- **WHAT THE EXERCISE ASKS**: Sort through the listing below and keep each line with the word "Debug". Copy those.

DATA Block Start

//! Which model layers a well screen crosses, and how much of the screen
//! falls in each.

use crate::diagnostics::Diagnostic;
use iwfm_model::stratigraphy::LayerStratigraphy;
use iwfm_model::well::{HydrographId, ScreenInterval};
use serde::Serialize;
use std::collections::BTreeMap;

/// The interval the weights were derived from.
#[derive(Debug, Clone, Copy, PartialEq, Eq, Serialize)]
#[serde(rename_all = "snake_case")]
pub enum WeightBasis {
    /// Known screen top and bottom
    Screen,
    /// Ground surface down to the well depth
    WellDepth,
    /// Every layer of the model column
    FullColumn,
}

#[derive(Debug, Clone, Copy, PartialEq, Serialize)]
pub struct LayerWeight {
    /// 1-based model layer
    pub layer: usize,
    /// Length of the effective interval inside the layer
    pub overlap: f64,
    pub weight: f64,
}

/// Intersected layers from the surface down. Weights sum to 1 unless empty.
#[derive(Debug, Clone, PartialEq, Serialize)]
pub struct LayerWeights {
    pub basis: WeightBasis,
    pub entries: Vec<LayerWeight>,
}

impl LayerWeights {
    pub fn is_empty(&self) -> bool {
        self.entries.is_empty()
    }

    pub fn len(&self) -> usize {
        self.entries.len()
    }

    pub fn layers(&self) -> Vec<usize> {
        self.entries.iter().map(|entry| entry.layer).collect()
    }

    pub fn total_weight(&self) -> f64 {
        self.entries.iter().map(|entry| entry.weight).sum()
    }
}

#[derive(Debug, Clone, Copy, PartialEq)]
pub struct IntersectOptions {
    /// Overlaps at or below this length are dropped. With the default of
    /// zero a layer that only touches the interval at a boundary is out.
    /// Negative values count as zero.
    pub boundary_tolerance: f64,
}

impl Default for IntersectOptions {
    fn default() -> Self {
        IntersectOptions {
            boundary_tolerance: 0.0,
        }
    }
}

#[derive(Debug, Clone, PartialEq)]
pub struct Intersection {
    pub weights: LayerWeights,
    pub diagnostics: Vec<Diagnostic>,
}

/// Weight the layers of `stratigraphy` by their overlap with the well's
/// effective interval.
///
/// The interval is the screen when both bounds are known (its top cut at
/// the ground surface), otherwise the ground surface down to `well_depth`,
/// otherwise the whole column. Layers missing from `hydrographs` are left
/// out and the remaining overlaps are normalized to sum to 1.
pub fn intersect(
    screen: &ScreenInterval,
    well_depth: Option<f64>,
    stratigraphy: &LayerStratigraphy,
    hydrographs: &BTreeMap<usize, HydrographId>,
    options: &IntersectOptions,
) -> Intersection {
    let ground = stratigraphy.ground_surface();
    let mut diagnostics = Vec::new();

    let (basis, interval) = match screen.bounds() {
        Some((top, bottom)) => {
            if top < bottom {
                diagnostics.push(Diagnostic::InvertedScreen { top, bottom });
            }
            if top > ground {
                diagnostics.push(Diagnostic::ScreenAboveGround {
                    top,
                    ground_surface: ground,
                });
            }
            (WeightBasis::Screen, Some((top.min(ground), bottom)))
        }
        None => {
            if !screen.is_unknown() {
                diagnostics.push(Diagnostic::PartialScreen {
                    top: screen.top,
                    bottom: screen.bottom,
                });
            }
            match well_depth {
                Some(depth) => (WeightBasis::WellDepth, Some((ground, ground - depth))),
                None => (WeightBasis::FullColumn, None),
            }
        }
    };

    let model_bottom = stratigraphy.layer_bottom(stratigraphy.layer_count());
    if let Some((_, bottom)) = interval {
        if bottom < model_bottom {
            diagnostics.push(Diagnostic::BelowModelBase {
                bottom,
                model_bottom,
            });
        }
    }

    let tolerance = options.boundary_tolerance.max(0.0);
    let mut entries = Vec::new();
    for (layer, top, bottom) in stratigraphy.layers() {
        let overlap = match interval {
            Some((effective_top, effective_bottom)) => {
                top.min(effective_top) - bottom.max(effective_bottom)
            }
            None => top - bottom,
        };
        if overlap <= tolerance {
            continue;
        }
        if !hydrographs.contains_key(&layer) {
            diagnostics.push(Diagnostic::MissingHydrograph { layer });
            continue;
        }
        entries.push(LayerWeight {
            layer,
            overlap,
            weight: 0.0,
        });
    }

    let total: f64 = entries.iter().map(|entry| entry.overlap).sum();
    if total > 0.0 {
        for entry in entries.iter_mut() {
            entry.weight = entry.overlap / total;
        }
    }
    if entries.is_empty() {
        diagnostics.push(Diagnostic::NoIntersectedLayers);
    }

    Intersection {
        weights: LayerWeights { basis, entries },
        diagnostics,
    }
}

#[cfg(test)]
mod tests {
    use super::*;

    fn four_layers() -> LayerStratigraphy {
        LayerStratigraphy::new(150.0, vec![120.0, 80.0, 40.0, 0.0]).unwrap()
    }

    fn all_hydrographs(layers: usize) -> BTreeMap<usize, HydrographId> {
        (1..=layers).map(|k| (k, HydrographId(k as u32))).collect()
    }

    fn run(screen: ScreenInterval, depth: Option<f64>) -> Intersection {
        intersect(
            &screen,
            depth,
            &four_layers(),
            &all_hydrographs(4),
            &IntersectOptions::default(),
        )
    }

    fn assert_close(a: f64, b: f64) {
        assert!((a - b).abs() < 1e-12, "{a} != {b}");
    }

    #[test]
    fn test_screen_across_two_layers() {
        let result = run(ScreenInterval::new(100.0, 60.0), None);
        let weights = result.weights;
        assert_eq!(weights.basis, WeightBasis::Screen);
        assert_eq!(weights.layers(), vec![2, 3]);
        assert_close(weights.entries[0].overlap, 20.0);
        assert_close(weights.entries[1].overlap, 20.0);
        assert_close(weights.entries[0].weight, 0.5);
        assert_close(weights.entries[1].weight, 0.5);
        assert!(result.diagnostics.is_empty());
    }

    #[test]
    fn test_screen_inside_one_layer() {
        let result = run(ScreenInterval::new(75.0, 45.0), None);
        assert_eq!(result.weights.layers(), vec![3]);
        assert_close(result.weights.entries[0].weight, 1.0);
        assert_close(result.weights.entries[0].overlap, 30.0);
    }

    #[test]
    fn test_unknown_screen_and_depth_uses_thickness() {
        let result = run(ScreenInterval::unknown(), None);
        let weights = result.weights;
        assert_eq!(weights.basis, WeightBasis::FullColumn);
        assert_eq!(weights.layers(), vec![1, 2, 3, 4]);
        let expected = [30.0 / 150.0, 40.0 / 150.0, 40.0 / 150.0, 40.0 / 150.0];
        for (entry, want) in weights.entries.iter().zip(expected) {
            assert_close(entry.weight, want);
        }
        assert_close(weights.total_weight(), 1.0);
    }

    #[test]
    fn test_unknown_screen_known_depth() {
        let result = run(ScreenInterval::unknown(), Some(90.0));
        let weights = result.weights;
        assert_eq!(weights.basis, WeightBasis::WellDepth);
        assert_eq!(weights.layers(), vec![1, 2, 3]);
        assert_close(weights.entries[0].weight, 30.0 / 90.0);
        assert_close(weights.entries[2].overlap, 20.0);
        assert_close(weights.total_weight(), 1.0);
    }

    #[test]
    fn test_boundary_touch_is_excluded() {
        // Screen ends exactly on the layer 1/2 boundary
        let result = run(ScreenInterval::new(140.0, 120.0), None);
        assert_eq!(result.weights.layers(), vec![1]);

        let tolerant = intersect(
            &ScreenInterval::new(140.0, 119.5),
            None,
            &four_layers(),
            &all_hydrographs(4),
            &IntersectOptions {
                boundary_tolerance: 1.0,
            },
        );
        assert_eq!(tolerant.weights.layers(), vec![1]);
    }

    #[test]
    fn test_negative_tolerance_counts_as_zero() {
        let result = intersect(
            &ScreenInterval::new(120.0, 120.0),
            None,
            &four_layers(),
            &all_hydrographs(4),
            &IntersectOptions {
                boundary_tolerance: -1.0,
            },
        );
        assert!(result.weights.is_empty());
        assert!(result.weights.entries.iter().all(|entry| entry.weight.is_finite()));
        assert!(result.diagnostics.contains(&Diagnostic::NoIntersectedLayers));
    }

    #[test]
    fn test_screen_top_cut_at_ground() {
        let result = run(ScreenInterval::new(170.0, 130.0), None);
        assert_eq!(result.weights.layers(), vec![1]);
        assert_close(result.weights.entries[0].overlap, 20.0);
        assert!(matches!(
            result.diagnostics[0],
            Diagnostic::ScreenAboveGround { .. }
        ));
    }

    #[test]
    fn test_missing_hydrograph_layer_is_skipped() {
        let mut hydrographs = all_hydrographs(4);
        hydrographs.remove(&3);
        let result = intersect(
            &ScreenInterval::new(100.0, 60.0),
            None,
            &four_layers(),
            &hydrographs,
            &IntersectOptions::default(),
        );
        assert_eq!(result.weights.layers(), vec![2]);
        assert_close(result.weights.entries[0].weight, 1.0);
        assert_eq!(
            result.diagnostics,
            vec![Diagnostic::MissingHydrograph { layer: 3 }]
        );
    }

    #[test]
    fn test_inverted_screen_yields_no_layers() {
        let result = run(ScreenInterval::new(60.0, 100.0), None);
        assert!(result.weights.is_empty());
        assert_eq!(
            result.diagnostics,
            vec![
                Diagnostic::InvertedScreen {
                    top: 60.0,
                    bottom: 100.0
                },
                Diagnostic::NoIntersectedLayers
            ]
        );
    }

    #[test]
    fn test_depth_below_model_base() {
        let result = run(ScreenInterval::unknown(), Some(200.0));
        assert_eq!(result.weights.len(), 4);
        assert_close(result.weights.total_weight(), 1.0);
        assert!(result.diagnostics.contains(&Diagnostic::BelowModelBase {
            bottom: -50.0,
            model_bottom: 0.0
        }));
    }

    #[test]
    fn test_partial_screen_falls_back_to_depth() {
        let screen = ScreenInterval {
            top: Some(100.0),
            bottom: None,
        };
        let result = run(screen, Some(50.0));
        assert_eq!(result.weights.basis, WeightBasis::WellDepth);
        assert_eq!(result.weights.layers(), vec![1, 2]);
        assert!(matches!(
            result.diagnostics[0],
            Diagnostic::PartialScreen { .. }
        ));
    }
}
pub mod casgem;
pub mod config;
pub mod error;
pub mod hydrograph;
pub mod stratigraphy;
pub mod time_spec;
pub mod well;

DATA Block End

- **SOLUTION TO THIS PROBLEM**:
#[derive(Debug, Clone, Copy, PartialEq, Eq, Serialize)]
#[derive(Debug, Clone, Copy, PartialEq, Serialize)]
#[derive(Debug, Clone, PartialEq, Serialize)]
#[derive(Debug, Clone, Copy, PartialEq)]
#[derive(Debug, Clone, PartialEq)]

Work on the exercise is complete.